ABOUT THIS EXERCISE: Please write each entry out again exactly as shown.

Saved data entries:
---
//! Serializes rich-text fields into HTML.
//!
//! Pure and stateless: the same blocks always produce the same markup.
//! Consecutive list items are grouped into a single `<ul>` or `<ol>`.

mod annotations;
mod spans;

pub use annotations::{escape_attribute, escape_text};
pub use spans::render_inline;

use crate::model::{BlockKind, EmbedData, RichTextBlock};

/// Serializes a rich-text field into HTML.
pub fn as_html(blocks: &[RichTextBlock]) -> String {
    let mut output = String::new();
    let mut open_list: Option<&'static str> = None;

    for block in blocks {
        let list_tag = match block.kind {
            BlockKind::ListItem => Some("ul"),
            BlockKind::OrderedListItem => Some("ol"),
            _ => None,
        };

        if open_list != list_tag {
            if let Some(tag) = open_list {
                output.push_str(&format!("</{}>", tag));
            }
            if let Some(tag) = list_tag {
                output.push_str(&format!("<{}>", tag));
            }
            open_list = list_tag;
        }

        output.push_str(&render_block(block));
    }

    if let Some(tag) = open_list {
        output.push_str(&format!("</{}>", tag));
    }

    output
}

/// Plain text of a rich-text field, blocks separated by a space.
pub fn as_text(blocks: &[RichTextBlock]) -> String {
    blocks
        .iter()
        .map(|b| b.text.as_str())
        .filter(|t| !t.is_empty())
        .collect::<Vec<_>>()
        .join(" ")
}

fn render_block(block: &RichTextBlock) -> String {
    let inline = || render_inline(&block.text, &block.spans);

    match &block.kind {
        BlockKind::Paragraph => format!("<p>{}</p>", inline()),
        BlockKind::Heading(level) => format!("<h{0}>{1}</h{0}>", level, inline()),
        BlockKind::Preformatted => format!("<pre>{}</pre>", inline()),
        BlockKind::ListItem | BlockKind::OrderedListItem => format!("<li>{}</li>", inline()),
        BlockKind::Image => render_image(block),
        BlockKind::Embed => render_embed(block.oembed.as_ref()),
        BlockKind::Unknown(tag) => {
            log::debug!("Rendering unknown block type '{}' as a paragraph", tag);
            if block.text.is_empty() {
                String::new()
            } else {
                format!("<p>{}</p>", inline())
            }
        }
    }
}

fn render_image(block: &RichTextBlock) -> String {
    let Some(url) = block.url.as_deref().filter(|u| !u.is_empty()) else {
        return String::new();
    };

    let mut img = format!(
        "<img src=\"{}\" alt=\"{}\"",
        escape_attribute(url),
        escape_attribute(block.alt.as_deref().unwrap_or_default())
    );
    if let Some(copyright) = block.copyright.as_deref().filter(|c| !c.is_empty()) {
        img.push_str(&format!(" copyright=\"{}\"", escape_attribute(copyright)));
    }
    img.push_str(" />");

    format!("<p class=\"block-img\">{}</p>", img)
}

fn render_embed(embed: Option<&EmbedData>) -> String {
    let Some(embed) = embed else {
        return String::new();
    };

    let mut attributes = String::new();
    for (name, value) in [
        ("data-oembed", embed.embed_url.as_deref()),
        ("data-oembed-type", embed.embed_type.as_deref()),
        ("data-oembed-provider", embed.provider_name.as_deref()),
    ] {
        if let Some(value) = value {
            attributes.push_str(&format!(" {}=\"{}\"", name, escape_attribute(value)));
        }
    }

    // Provider markup is trusted as delivered by the content API.
    format!(
        "<div{}>{}</div>",
        attributes,
        embed.html.as_deref().unwrap_or_default()
    )
}
// src/pipeline.rs
//! Pipeline capability traits for the three stages of a static build:
//! fetch content, compose pages, deliver files.
//!
//! Each trait describes a single capability so stages can be tested in isolation.

use crate::error::AppError;
use crate::output::{OutputPlan, OutputReport};
use crate::site::SiteContent;

/// Retrieves everything the site needs from the content API.
#[async_trait::async_trait]
pub trait ContentSource {
    async fn fetch(&self) -> Result<SiteContent, AppError>;
}

/// Turns fetched content into an output plan of rendered pages.
pub trait PageComposer {
    fn compose(&self, content: &SiteContent) -> Result<OutputPlan, AppError>;
}

/// Executes an output plan.
pub trait SiteDelivery {
    fn deliver(&self, plan: OutputPlan) -> Result<OutputReport, AppError>;
}

/// Runs fetch → compose → deliver.
pub async fn execute_pipeline<P>(pipeline: &P) -> Result<(SiteContent, OutputReport), AppError>
where
    P: ContentSource + PageComposer + SiteDelivery + Sync,
{
    let content = pipeline.fetch().await?;
    let plan = pipeline.compose(&content)?;
    let report = pipeline.deliver(plan)?;
    Ok((content, report))
}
---
TASK OUTPUT:
//! Serializes rich-text fields into HTML.
//!
//! Pure and stateless: the same blocks always produce the same markup.
//! Consecutive list items are grouped into a single `<ul>` or `<ol>`.

mod annotations;
mod spans;

pub use annotations::{escape_attribute, escape_text};
pub use spans::render_inline;

use crate::model::{BlockKind, EmbedData, RichTextBlock};

/// Serializes a rich-text field into HTML.
pub fn as_html(blocks: &[RichTextBlock]) -> String {
    let mut output = String::new();
    let mut open_list: Option<&'static str> = None;

    for block in blocks {
        let list_tag = match block.kind {
            BlockKind::ListItem => Some("ul"),
            BlockKind::OrderedListItem => Some("ol"),
            _ => None,
        };

        if open_list != list_tag {
            if let Some(tag) = open_list {
                output.push_str(&format!("</{}>", tag));
            }
            if let Some(tag) = list_tag {
                output.push_str(&format!("<{}>", tag));
            }
            open_list = list_tag;
        }

        output.push_str(&render_block(block));
    }

    if let Some(tag) = open_list {
        output.push_str(&format!("</{}>", tag));
    }

    output
}

/// Plain text of a rich-text field, blocks separated by a space.
pub fn as_text(blocks: &[RichTextBlock]) -> String {
    blocks
        .iter()
        .map(|b| b.text.as_str())
        .filter(|t| !t.is_empty())
        .collect::<Vec<_>>()
        .join(" ")
}

fn render_block(block: &RichTextBlock) -> String {
    let inline = || render_inline(&block.text, &block.spans);

    match &block.kind {
        BlockKind::Paragraph => format!("<p>{}</p>", inline()),
        BlockKind::Heading(level) => format!("<h{0}>{1}</h{0}>", level, inline()),
        BlockKind::Preformatted => format!("<pre>{}</pre>", inline()),
        BlockKind::ListItem | BlockKind::OrderedListItem => format!("<li>{}</li>", inline()),
        BlockKind::Image => render_image(block),
        BlockKind::Embed => render_embed(block.oembed.as_ref()),
        BlockKind::Unknown(tag) => {
            log::debug!("Rendering unknown block type '{}' as a paragraph", tag);
            if block.text.is_empty() {
                String::new()
            } else {
                format!("<p>{}</p>", inline())
            }
        }
    }
}

fn render_image(block: &RichTextBlock) -> String {
    let Some(url) = block.url.as_deref().filter(|u| !u.is_empty()) else {
        return String::new();
    };

    let mut img = format!(
        "<img src=\"{}\" alt=\"{}\"",
        escape_attribute(url),
        escape_attribute(block.alt.as_deref().unwrap_or_default())
    );
    if let Some(copyright) = block.copyright.as_deref().filter(|c| !c.is_empty()) {
        img.push_str(&format!(" copyright=\"{}\"", escape_attribute(copyright)));
    }
    img.push_str(" />");

    format!("<p class=\"block-img\">{}</p>", img)
}

fn render_embed(embed: Option<&EmbedData>) -> String {
    let Some(embed) = embed else {
        return String::new();
    };

    let mut attributes = String::new();
    for (name, value) in [
        ("data-oembed", embed.embed_url.as_deref()),
        ("data-oembed-type", embed.embed_type.as_deref()),
        ("data-oembed-provider", embed.provider_name.as_deref()),
    ] {
        if let Some(value) = value {
            attributes.push_str(&format!(" {}=\"{}\"", name, escape_attribute(value)));
        }
    }

    // Provider markup is trusted as delivered by the content API.
    format!(
        "<div{}>{}</div>",
        attributes,
        embed.html.as_deref().unwrap_or_default()
    )
}
// src/pipeline.rs
//! Pipeline capability traits for the three stages of a static build:
//! fetch content, compose pages, deliver files.
//!
//! Each trait describes a single capability so stages can be tested in isolation.

use crate::error::AppError;
use crate::output::{OutputPlan, OutputReport};
use crate::site::SiteContent;

/// Retrieves everything the site needs from the content API.
#[async_trait::async_trait]
pub trait ContentSource {
    async fn fetch(&self) -> Result<SiteContent, AppError>;
}

/// Turns fetched content into an output plan of rendered pages.
pub trait PageComposer {
    fn compose(&self, content: &SiteContent) -> Result<OutputPlan, AppError>;
}

/// Executes an output plan.
pub trait SiteDelivery {
    fn deliver(&self, plan: OutputPlan) -> Result<OutputReport, AppError>;
}

/// Runs fetch → compose → deliver.
pub async fn execute_pipeline<P>(pipeline: &P) -> Result<(SiteContent, OutputReport), AppError>
where
    P: ContentSource + PageComposer + SiteDelivery + Sync,
{
    let content = pipeline.fetch().await?;
    let plan = pipeline.compose(&content)?;
    let report = pipeline.deliver(plan)?;
    Ok((content, report))
}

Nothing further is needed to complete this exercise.